张斌?
钢铁厂厂长的儿子?
“张斌同志,好巧。”别人热情打招呼,初棠自然不会端着架子。
只是初棠没想到,张斌竟然会这么热情活泼。
“初棠同志,你也去省城啊?我这次去省城大姑家探亲,听说我大姑要儿娶媳妇,我爹派我去帮忙。”
“不是我说,我能去帮什么忙啊?我爹自己都不想去,还非要让我来。
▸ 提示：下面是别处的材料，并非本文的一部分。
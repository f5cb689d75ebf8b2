//! Ranked dominant-color extraction.
//!
//! Counts exact colors first and only clusters when the image holds more
//! distinct colors than requested. Clustering runs in Lab space for
//! perceptually sensible grouping, with fixed seeds and tie-breaks so the
//! same bitmap always yields the same palette.

use image::RgbaImage;
use lab::{Lab, rgb_bytes_to_labs};
use rustc_hash::FxHashMap;

use crate::meta::record::PaletteColor;

/// Iteration cap for the clustering refinement loop.
const MAX_ITERATIONS: usize = 10;

/// Extract up to `k` colors ranked by pixel-count dominance, most dominant
/// first.
///
/// Fully transparent pixels are ignored. When the bitmap holds at most `k`
/// distinct opaque colors the exact set is returned; otherwise distinct
/// colors are clustered, seeded with the `k` most frequent. Count ties
/// break toward the lower packed RGB value.
pub fn extract(image: &RgbaImage, k: usize) -> Vec<PaletteColor> {
    let entries = histogram(image);
    if entries.is_empty() || k == 0 {
        return Vec::new();
    }
    if entries.len() <= k {
        return entries.into_iter().map(|(color, _)| color).collect();
    }
    cluster(&entries, k)
}

/// Count opaque pixels per exact color.
///
/// The result is sorted by count descending with the numeric tie-break, so
/// everything downstream is independent of hash iteration order.
fn histogram(image: &RgbaImage) -> Vec<(PaletteColor, u64)> {
    let mut counts: FxHashMap<[u8; 3], u64> = FxHashMap::default();
    for pixel in image.pixels() {
        if pixel[3] == 0 {
            continue;
        }
        *counts.entry([pixel[0], pixel[1], pixel[2]]).or_insert(0) += 1;
    }

    let mut entries: Vec<(PaletteColor, u64)> = counts
        .into_iter()
        .map(|(rgb, count)| (PaletteColor(rgb), count))
        .collect();
    entries.sort_by(|a, b| b.1.cmp(&a.1).then_with(|| a.0.numeric().cmp(&b.0.numeric())));
    entries
}

/// Weighted Lab accumulator for one cluster.
#[derive(Clone, Copy, Default)]
struct LabCluster {
    sum_l: f32,
    sum_a: f32,
    sum_b: f32,
    weight: f32,
}

impl LabCluster {
    #[inline]
    fn add(&mut self, lab: Lab, weight: f32) {
        self.sum_l += lab.l * weight;
        self.sum_a += lab.a * weight;
        self.sum_b += lab.b * weight;
        self.weight += weight;
    }

    #[inline]
    fn centroid(self) -> Lab {
        let n = self.weight.max(f32::EPSILON);
        Lab {
            l: self.sum_l / n,
            a: self.sum_a / n,
            b: self.sum_b / n,
        }
    }
}

/// Bounded k-means over the distinct colors, weighted by pixel count.
fn cluster(entries: &[(PaletteColor, u64)], k: usize) -> Vec<PaletteColor> {
    let labs = preconvert_to_lab(entries);

    // Seeds are the k most frequent colors; entries are pre-sorted.
    let mut centroids: Vec<Lab> = labs[..k].to_vec();
    let mut assignment = vec![0_usize; entries.len()];

    for _ in 0..MAX_ITERATIONS {
        let mut changed = false;
        for (idx, lab) in labs.iter().enumerate() {
            let nearest = nearest_centroid(lab, &centroids);
            if assignment[idx] != nearest {
                assignment[idx] = nearest;
                changed = true;
            }
        }

        let mut accums = vec![LabCluster::default(); k];
        for (idx, lab) in labs.iter().enumerate() {
            accums[assignment[idx]].add(*lab, entries[idx].1 as f32);
        }
        for (centroid, accum) in centroids.iter_mut().zip(&accums) {
            // An emptied cluster keeps its previous centroid.
            if accum.weight > 0.0 {
                *centroid = accum.centroid();
            }
        }

        if !changed {
            break;
        }
    }

    rank(entries, &assignment, k)
}

/// Rank clusters by total member pixel count; each cluster is represented
/// by its most frequent member color.
fn rank(entries: &[(PaletteColor, u64)], assignment: &[usize], k: usize) -> Vec<PaletteColor> {
    let mut totals = vec![0_u64; k];
    let mut representatives: Vec<Option<PaletteColor>> = vec![None; k];

    for (idx, &(color, count)) in entries.iter().enumerate() {
        let cluster = assignment[idx];
        totals[cluster] += count;
        // Entries arrive in dominance order, so the first member seen is
        // the cluster's most frequent color.
        if representatives[cluster].is_none() {
            representatives[cluster] = Some(color);
        }
    }

    let mut ranked: Vec<(PaletteColor, u64)> = representatives
        .into_iter()
        .zip(totals)
        .filter_map(|(color, total)| color.map(|c| (c, total)))
        .collect();
    ranked.sort_by(|a, b| b.1.cmp(&a.1).then_with(|| a.0.numeric().cmp(&b.0.numeric())));
    ranked.into_iter().map(|(color, _)| color).collect()
}

/// Batch-convert distinct colors to Lab.
///
/// Uses SIMD-accelerated batch conversion from the `lab` crate.
fn preconvert_to_lab(entries: &[(PaletteColor, u64)]) -> Vec<Lab> {
    let mut rgb_bytes = Vec::with_capacity(entries.len() * 3);
    for (color, _) in entries {
        rgb_bytes.extend_from_slice(&color.0);
    }
    rgb_bytes_to_labs(&rgb_bytes)
}

#[inline]
fn nearest_centroid(lab: &Lab, centroids: &[Lab]) -> usize {
    let mut best = 0;
    let mut best_dist = f32::MAX;
    for (idx, centroid) in centroids.iter().enumerate() {
        let dist = color_distance_sq(lab, centroid);
        if dist < best_dist {
            best_dist = dist;
            best = idx;
        }
    }
    best
}

/// Squared color distance in Lab space (ΔE^2).
#[inline]
fn color_distance_sq(c1: &Lab, c2: &Lab) -> f32 {
    let dl = c1.l - c2.l;
    let da = c1.a - c2.a;
    let db = c1.b - c2.b;
    dl * dl + da * da + db * db
}

// ============================================================================
// Tests
// ============================================================================
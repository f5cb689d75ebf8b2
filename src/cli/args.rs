//! Command-line interface definitions.

use clap::{ColorChoice, Parser, Subcommand};
use std::path::PathBuf;

/// Visum visual metadata extractor CLI
#[derive(Parser, Debug, Clone)]
#[command(version, about, long_about = None, arg_required_else_help = true)]
pub struct Cli {
    /// Control colored output (auto, always, never)
    #[arg(long, global = true, default_value = "auto")]
    pub color: ColorChoice,

    /// Config file path (default: visum.toml in the working directory)
    #[arg(short = 'C', long, value_hint = clap::ValueHint::FilePath)]
    pub config: Option<PathBuf>,

    /// Enable verbose output for debugging
    #[arg(short = 'v', long, global = true)]
    pub verbose: bool,

    /// subcommands
    #[command(subcommand)]
    pub command: Commands,
}

/// Available subcommands
#[derive(Subcommand, Debug, Clone)]
pub enum Commands {
    /// Extract metadata records from image files
    #[command(visible_alias = "e")]
    Extract {
        #[command(flatten)]
        args: ExtractArgs,
    },

    /// Print the ranked color palette of one image
    #[command(visible_alias = "p")]
    Palette {
        #[command(flatten)]
        args: PaletteArgs,
    },
}

/// Extract command arguments.
#[derive(clap::Args, Debug, Clone)]
pub struct ExtractArgs {
    /// Files or directories to process (directories are walked
    /// recursively). Use `-` to read paths from stdin (one per line).
    #[arg(value_name = "PATH", value_hint = clap::ValueHint::AnyPath)]
    pub paths: Vec<PathBuf>,

    /// Number of palette colors per image
    #[arg(short = 'k', long = "colors", value_name = "N")]
    pub colors: Option<usize>,

    /// Force a MIME type instead of sniffing file contents
    #[arg(short, long)]
    pub mimetype: Option<String>,

    /// Pretty-print JSON output
    #[arg(short, long)]
    pub pretty: bool,

    /// Write output to file instead of stdout
    #[arg(short, long, value_hint = clap::ValueHint::FilePath)]
    pub output: Option<PathBuf>,
}

/// Palette command arguments.
#[derive(clap::Args, Debug, Clone)]
pub struct PaletteArgs {
    /// Image file to analyze
    #[arg(value_name = "PATH", value_hint = clap::ValueHint::FilePath)]
    pub path: PathBuf,

    /// Number of palette colors
    #[arg(short = 'k', long = "colors", value_name = "N")]
    pub colors: Option<usize>,
}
”
“我大姑那个人啊,最是高傲自大,觉得自己在省城生活就高人一等,觉得她儿子千好万好,其实呢,她儿子就像一个傻子,觉得一切都在他的掌控之中。”
“唉,也不知道哪个傻姑娘被我那个表哥骗了,以后就要生活在水深火热之中了。”张斌一脸同情,他真觉得在他大姑家生活很压抑。
初棠不发表自己的看法,这是别人的家事,只是,这张斌也太不把她当外人了吧,这种事是她能听的吗?
张斌也不等初棠回答,继续倒他的苦水,“想想这几天要住在大姑家我就浑身难受,在她家既吃不饱还要干活,哪有在我自己家舒服自在?”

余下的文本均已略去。